Grandfort, prenez le commandement. Vérifiez d'abord que l'entrainement des touareg est au point. Puis attaquez la prochaine caravane qui se rend à Tamanssaret. Oui, je compte faire un blocus de la ville. Continuez ainsi, vous avez la tactique générale, jusqu'à ce que bon vous semble. Lorsque je reviendrais, je reprendrais le commandement, peut-être demain. J'ai peur de me faire prendre : donc peut-être jamais.
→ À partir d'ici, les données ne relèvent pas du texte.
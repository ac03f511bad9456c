//! # STRIDER Control Unit
//!
//! Real-time locomotion control loop for the STRIDER biped.
//!
//! Loads the TOML configuration, performs RT setup (no-ops without
//! the `rt` feature), builds the configured gait controller and
//! enters the deterministic cycle loop until SIGINT, which runs the
//! crash/disable path and writes one final zero-torque frame.
//!
//! Hardware I/O drivers live in collaborator processes; this binary
//! wires the cycle to bench collaborators (held sensors, logged
//! actuator frames, JSON snapshots on stdout) so the control core can
//! run stand-alone.

use std::path::PathBuf;
use std::process;
use std::sync::atomic::Ordering;

use clap::Parser;
use tracing::{Level, debug, error, info};
use tracing_subscriber::EnvFilter;

use strider_common::state::RobotState;
use strider_common::telemetry::Snapshot;
use strider_control_unit::config::load_config;
use strider_control_unit::cycle::{
    ActuatorSink, CycleError, CycleRunner, SensorSource, TelemetrySink, rt_setup,
};

/// STRIDER Control Unit — locomotion control loop
#[derive(Parser, Debug)]
#[command(name = "strider_control_unit")]
#[command(author = "STRIDER")]
#[command(version)]
#[command(about = "Deterministic locomotion control loop for the STRIDER biped")]
struct Args {
    /// Path to the configuration TOML. Defaults apply when omitted.
    #[arg(long, value_name = "FILE")]
    config: Option<PathBuf>,

    /// CPU core to pin the RT thread to.
    #[arg(long, default_value_t = 1)]
    cpu_core: usize,

    /// SCHED_FIFO priority.
    #[arg(long, default_value_t = 80)]
    rt_priority: i32,

    /// Enable verbose logging (DEBUG level).
    #[arg(short, long)]
    verbose: bool,

    /// Output logs in JSON format.
    #[arg(long)]
    json: bool,
}

/// Bench sensor source: the blackboard keeps whatever the previous
/// tick left in it. Hardware collaborators replace this seam.
struct HeldSensors;

impl SensorSource for HeldSensors {
    fn read_into(&mut self, _s: &mut RobotState) -> Result<(), CycleError> {
        Ok(())
    }
}

/// Bench actuator sink: logs the torque frame instead of driving
/// amplifiers.
struct LoggedActuators;

impl ActuatorSink for LoggedActuators {
    fn write_from(&mut self, s: &RobotState) -> Result<(), CycleError> {
        debug!(
            hip_roll = s.hip_roll_tau,
            l_hip = s.tau[0].hip_pitch,
            l_knee = s.tau[0].knee,
            l_ankle = s.tau[0].ankle_pitch,
            r_hip = s.tau[1].hip_pitch,
            r_knee = s.tau[1].knee,
            r_ankle = s.tau[1].ankle_pitch,
            "torque frame"
        );
        Ok(())
    }
}

/// Snapshot publisher writing JSON lines to stdout.
struct StdoutTelemetry;

impl TelemetrySink for StdoutTelemetry {
    fn publish(&mut self, snapshot: &Snapshot) {
        match snapshot.encode() {
            Ok(line) => println!("{line}"),
            Err(e) => error!("telemetry encode failed: {e}"),
        }
    }
}

fn main() {
    let args = Args::parse();
    setup_tracing(&args);

    info!(
        "STRIDER Control Unit v{} starting",
        env!("CARGO_PKG_VERSION")
    );

    if let Err(e) = run(&args) {
        error!("FATAL: {e}");
        process::exit(1);
    }

    info!("STRIDER Control Unit shutdown complete");
}

fn run(args: &Args) -> Result<(), Box<dyn std::error::Error>> {
    let cfg = load_config(args.config.as_deref())?;
    info!(
        cycle_time_us = cfg.cycle_time_us,
        controller = ?cfg.controller,
        "configuration valid"
    );

    rt_setup(args.cpu_core, args.rt_priority)?;
    info!(
        cpu_core = args.cpu_core,
        priority = args.rt_priority,
        "RT setup complete"
    );

    let mut runner = CycleRunner::new(cfg, HeldSensors, LoggedActuators, StdoutTelemetry);

    let shutdown = runner.shutdown_handle();
    ctrlc::set_handler(move || {
        shutdown.store(true, Ordering::Relaxed);
    })?;

    runner.run()?;

    let stats = runner.stats();
    info!(
        ticks = stats.tick_count,
        avg_ns = stats.avg_ns(),
        max_ns = stats.max_ns,
        overruns = stats.overruns,
        "cycle statistics"
    );
    Ok(())
}

fn setup_tracing(args: &Args) {
    let level = if args.verbose {
        Level::DEBUG
    } else {
        Level::INFO
    };

    let filter = EnvFilter::from_default_env().add_directive(level.into());

    if args.json {
        tracing_subscriber::fmt()
            .with_env_filter(filter)
            .json()
            .init();
    } else {
        tracing_subscriber::fmt()
            .with_env_filter(filter)
            .compact()
            .init();
    }
}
Je compte sur vous pour donner la liberté à ce peuple qui le mérite. Haïssez l'armée française. Grandfort, nous sommes dégradés.
Je travaille à notre victoire,
Votre homme bleu."
À la fin de leur lecture, tous deux redressèrent la tête et s'échangèrent un drôle de regard. Une peur soudain vive étreignit leur cœur car ils craignaient de faillir à leur devoir ou de commettre la plus grosse erreur de leur vie.
Mais inspirant pour reprendre un peu de courage, Grandfort jeta un regard aux trois chefs touareg et s'approcha d'eux.
- L'homme bleu me fait dire qu'il ne faut pas l'attendre.
- Alors que faisons-nous ?
- Ce sera long et nous aurons à discuter. Venez donc vous asseoir dans cette tente.
Un silence. Ils s'assirent.
- L'homme bleu me dit de faire le blocus de Tamanssaret.
- Blocus ?
- On empêche toutes caravanes de venir ravitailler la ville. Pour cela, plusieurs étapes : d'abord vérifier l'entraînement des hommes. Y-a-t-il une tribu ou un groupe qui se dit suffisemment entrainé ?
Les trois chefs hésitèrent. Mais l'Amenokal leva majestueusement sa vieille main, assuré.
- Est-ce tout ? Poursuivit Grandfort. Fort bien. Maintenant combien d'hommes avez-vous prêts à être entrainés ou à se battre ?
- Ma tribu compte environs mille hommes, se félicita l'Amenokal.
- Deux cent cinquante
- Quatre cent.
- Nous avons donc mille six cent hommes. Amenokal, pourrions-nous séparer vos guerriers en deux groupes distints : ceux qui entraîneront et ceux qui agiront...?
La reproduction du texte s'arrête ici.